In 1780, during the reign of King George III, James Dutch was born in the cathedral city of Salisbury in Wiltshire, England. As a young man he moved to a parish north of the city, Stratford-sub-Castle, where he met Elizabeth Adlem, a girl the same age as James and the eldest of a family of ten children. They married in the spring of 1802.
James and Elizabeth were blessed with a girl Eliza born in June of that year, but she did not survive more than a year. A few years later they had another girl, Maria, but she too died in infancy. Their first son William was born in 1810, named probably after James’s father, and later that year James and the family moved back to Salisbury where he took up work as a Labourer. Four years later James and Elizabeth had another son James before they moved again within Salisbury. Lucy came along in 1817 followed by their last child Henry after another four years, before James senior passed away in 1839.

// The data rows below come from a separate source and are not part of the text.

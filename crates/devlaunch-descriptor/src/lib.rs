//! devlaunch Context Descriptor Synthesis
//!
//! Produces the temporary context descriptor a launch hands to the embedded
//! server, reflecting the launch-time overrides without touching the
//! project's own descriptor.
//!
//! # Pipeline
//!
//! ```text
//! context.xml (read-only) → decode → apply_overrides → encode → temp file → TempResourceRegistry
//!        ↘ absent + reloadable → minimal_descriptor ↗
//! ```
//!
//! # Example
//!
//! ```rust
//! use devlaunch_descriptor::{apply_overrides, ContextOverrides};
//!
//! let out = apply_overrides(r#"<Context foo="bar"/>"#, &ContextOverrides::new(5, true)).unwrap();
//! assert_eq!(out, r#"<Context foo="bar" backgroundProcessorDelay="5" reloadable="true"/>"#);
//! ```

#![warn(missing_docs)]
#![warn(unreachable_pub)]

pub mod encoding;
pub mod error;
pub mod overrides;
pub mod synthesizer;
pub mod transform;

pub use encoding::DescriptorEncoding;
pub use error::{ConfigSynthesisError, DescriptorError, EncodingError};
pub use overrides::{
    ContextOverrides, BACKGROUND_PROCESSOR_DELAY_ATTR, DISABLED_DELAY, RELOADABLE_ATTR,
    ROOT_ELEMENT,
};
pub use synthesizer::{ContextDescriptorSynthesizer, TemporaryDescriptorHandle};
pub use transform::{apply_overrides, minimal_descriptor, root_overrides};

/// Version of this crate
pub const VERSION: &str = env!("CARGO_PKG_VERSION");
//! Per-artifact classification
//!
//! Each artifact is classified before it contributes to the classpath:
//! - [`ArtifactClass::Excluded`]: filtered out by scope
//! - [`ArtifactClass::DirectEntry`]: its resolved path is the entry
//! - [`ArtifactClass::NeedsExpansion`]: a registered [`ArchiveExpander`]
//!   turns it into directories and jars
//!
//! New archive kinds are added by registering an expander; the resolver's
//! ordering logic does not change.

use crate::error::ExpansionError;
use crate::request::ClassLoaderResolutionRequest;
use crate::war::WarExpander;
use devlaunch_artifact::{ArtifactRef, ClasspathEntry, Scope};
use std::fmt::Debug;
use std::path::Path;
use std::sync::Arc;

/// Expands an archive that packages its own classes and libraries
pub trait ArchiveExpander: Send + Sync + Debug + 'static {
    /// Packaging types handled (e.g. `["war"]`)
    fn packaging(&self) -> &[&str];

    /// Check if this expander handles the artifact
    fn can_expand(&self, artifact: &ArtifactRef) -> bool {
        self.packaging().iter().any(|p| artifact.has_packaging(p))
    }

    /// Extract into `destination` and return the entries it provides
    ///
    /// `destination` exists and is empty. Returned entries must point at
    /// directories or plain jar files inside it, never at nested archives.
    ///
    /// # Errors
    /// Returns [`ExpansionError`] if the archive cannot be read or extracted
    fn expand(
        &self,
        artifact: &ArtifactRef,
        destination: &Path,
    ) -> Result<Vec<ClasspathEntry>, ExpansionError>;

    /// Priority (higher = tried first when several expanders match)
    fn priority(&self) -> i32 {
        0
    }
}

/// How one artifact contributes to the classpath
#[derive(Debug)]
pub enum ArtifactClass<'a> {
    /// Left out because of its scope
    Excluded(Scope),
    /// Added as-is
    DirectEntry(ClasspathEntry),
    /// Extracted by the given expander
    NeedsExpansion(&'a dyn ArchiveExpander),
}

/// Ordered set of archive expanders
#[derive(Debug, Clone)]
pub struct ExpanderRegistry {
    expanders: Vec<Arc<dyn ArchiveExpander>>,
}

impl Default for ExpanderRegistry {
    /// Registry with the web-archive expander
    fn default() -> Self {
        let mut registry = Self::empty();
        registry.register(WarExpander::new());
        registry
    }
}

impl ExpanderRegistry {
    /// Registry with no expanders (every artifact is a direct entry)
    #[inline]
    #[must_use]
    pub fn empty() -> Self {
        Self {
            expanders: Vec::new(),
        }
    }

    /// Register an expander
    pub fn register<E: ArchiveExpander>(&mut self, expander: E) {
        self.expanders.push(Arc::new(expander));
        self.expanders
            .sort_by_key(|e| std::cmp::Reverse(e.priority()));
    }

    /// Number of registered expanders
    #[inline]
    #[must_use]
    pub fn len(&self) -> usize {
        self.expanders.len()
    }

    /// Check if no expander is registered
    #[inline]
    #[must_use]
    pub fn is_empty(&self) -> bool {
        self.expanders.is_empty()
    }

    /// Find the expander for an artifact
    #[must_use]
    pub fn find_for(&self, artifact: &ArtifactRef) -> Option<&dyn ArchiveExpander> {
        self.expanders
            .iter()
            .find(|e| e.can_expand(artifact))
            .map(|e| &**e)
    }

    /// Classify an artifact for a request
    ///
    /// `provided` artifacts are always excluded (the server supplies them);
    /// `test` artifacts only when the request does not use the test scope.
    #[must_use]
    pub fn classify(
        &self,
        artifact: &ArtifactRef,
        request: &ClassLoaderResolutionRequest,
    ) -> ArtifactClass<'_> {
        match artifact.scope() {
            Scope::Provided => return ArtifactClass::Excluded(Scope::Provided),
            Scope::Test if !request.use_test_scope() => return ArtifactClass::Excluded(Scope::Test),
            _ => {}
        }

        if request.include_war_dependencies() {
            if let Some(expander) = self.find_for(artifact) {
                return ArtifactClass::NeedsExpansion(expander);
            }
        }
        ArtifactClass::DirectEntry(ClasspathEntry::from_path(artifact.path()))
    }
}
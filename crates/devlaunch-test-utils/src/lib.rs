//! Testing utilities for devlaunch workspace
//!
//! Shared fixtures: a throwaway project directory with jar, war and
//! descriptor files laid out the way a resolver would hand them over.

#![allow(missing_docs)]

use devlaunch_artifact::{ArtifactCoordinates, ArtifactRef, Scope};
use std::fs::File;
use std::io::Write;
use std::path::{Path, PathBuf};
use tempfile::TempDir;
use zip::write::SimpleFileOptions;
use zip::ZipWriter;

pub const GROUP_ID: &str = "org.example";
pub const VERSION: &str = "1.0.0";

pub fn coordinates(artifact_id: &str) -> ArtifactCoordinates {
    ArtifactCoordinates::new(GROUP_ID, artifact_id, VERSION)
}

/// Contents of a fixture web archive
#[derive(Debug, Clone, Default)]
pub struct WarLayout {
    /// `WEB-INF/classes/<path>` files
    pub classes: Vec<(String, Vec<u8>)>,
    /// `WEB-INF/lib/<name>` jar file names
    pub libs: Vec<String>,
    /// Files outside `WEB-INF` (never extracted)
    pub web_resources: Vec<String>,
}

impl WarLayout {
    pub fn new() -> Self {
        Self::default()
    }

    pub fn class(mut self, path: &str, content: &[u8]) -> Self {
        self.classes.push((path.to_string(), content.to_vec()));
        self
    }

    pub fn lib(mut self, name: &str) -> Self {
        self.libs.push(name.to_string());
        self
    }

    pub fn web_resource(mut self, path: &str) -> Self {
        self.web_resources.push(path.to_string());
        self
    }
}

/// Write a web archive at `path`
pub fn write_war(path: &Path, layout: &WarLayout) {
    let file = File::create(path).unwrap();
    let mut zip = ZipWriter::new(file);
    let options = SimpleFileOptions::default();

    zip.add_directory("WEB-INF/", options).unwrap();
    for resource in &layout.web_resources {
        zip.start_file(resource.as_str(), options).unwrap();
        zip.write_all(b"<html></html>").unwrap();
    }
    for (class, content) in &layout.classes {
        zip.start_file(format!("WEB-INF/classes/{class}"), options).unwrap();
        zip.write_all(content).unwrap();
    }
    for lib in &layout.libs {
        zip.start_file(format!("WEB-INF/lib/{lib}"), options).unwrap();
        zip.write_all(b"PK-fixture-jar").unwrap();
    }
    zip.finish().unwrap();
}

/// Write an archive containing one raw entry name, for path-escape checks
pub fn write_archive_with_entry(path: &Path, entry: &str) {
    let file = File::create(path).unwrap();
    let mut zip = ZipWriter::new(file);
    zip.start_file(entry, SimpleFileOptions::default()).unwrap();
    zip.write_all(b"escaped").unwrap();
    zip.finish().unwrap();
}

/// Throwaway project sandbox
#[derive(Debug)]
pub struct TestProject {
    dir: TempDir,
}

impl Default for TestProject {
    fn default() -> Self {
        Self::new()
    }
}

impl TestProject {
    pub fn new() -> Self {
        Self {
            dir: tempfile::tempdir().unwrap(),
        }
    }

    pub fn path(&self) -> &Path {
        self.dir.path()
    }

    /// Create a directory (and parents) inside the project
    pub fn dir(&self, relative: &str) -> PathBuf {
        let path = self.dir.path().join(relative);
        std::fs::create_dir_all(&path).unwrap();
        path
    }

    /// Write a file inside the project
    pub fn file(&self, relative: &str, content: &str) -> PathBuf {
        let path = self.dir.path().join(relative);
        if let Some(parent) = path.parent() {
            std::fs::create_dir_all(parent).unwrap();
        }
        std::fs::write(&path, content).unwrap();
        path
    }

    /// `compile`-scoped jar artifact backed by a real file
    pub fn jar(&self, artifact_id: &str) -> ArtifactRef {
        let path = self.file(&format!("repo/{artifact_id}-{VERSION}.jar"), "PK-fixture-jar");
        ArtifactRef::new(coordinates(artifact_id), path)
    }

    /// Jar artifact with a given scope
    pub fn scoped_jar(&self, artifact_id: &str, scope: Scope) -> ArtifactRef {
        self.jar(artifact_id).with_scope(scope)
    }

    /// `war` artifact backed by a real archive
    pub fn war(&self, artifact_id: &str, layout: &WarLayout) -> ArtifactRef {
        let path = self.dir("repo").join(format!("{artifact_id}-{VERSION}.war"));
        write_war(&path, layout);
        ArtifactRef::new(coordinates(artifact_id), path).with_packaging("war")
    }

    /// `war` artifact whose file is not a valid archive
    pub fn corrupt_war(&self, artifact_id: &str) -> ArtifactRef {
        let path = self.file(&format!("repo/{artifact_id}-{VERSION}.war"), "not a zip");
        ArtifactRef::new(coordinates(artifact_id), path).with_packaging("war")
    }
}

/// Number of entries directly under `dir`
pub fn count_entries(dir: &Path) -> usize {
    std::fs::read_dir(dir).map(Iterator::count).unwrap_or(0)
}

William, the eldest son, took work as a Labourer and moved to Devizes. Here he met and later married Eliza Gardner in 1829.
They had two children, Elizebeth born in January 1830, and George born in 1835. 5 years after George was born his father William died. What became of Eliza and Elizebeth is not clear, but by 1851 young George, then aged 9 was living with Williams younger brother James.
James and Elizabeth's son James
set himself up as a Carrier in
the village of Sixpenny Handley in Dorset,
15 miles away near the
Wiltshire and Hampshire borders.
Sadly, Sarah, their youngest child died as a young girl of only five years of age.
Little is known of Henry Dutch, he
last appeared on 1841 census living with James.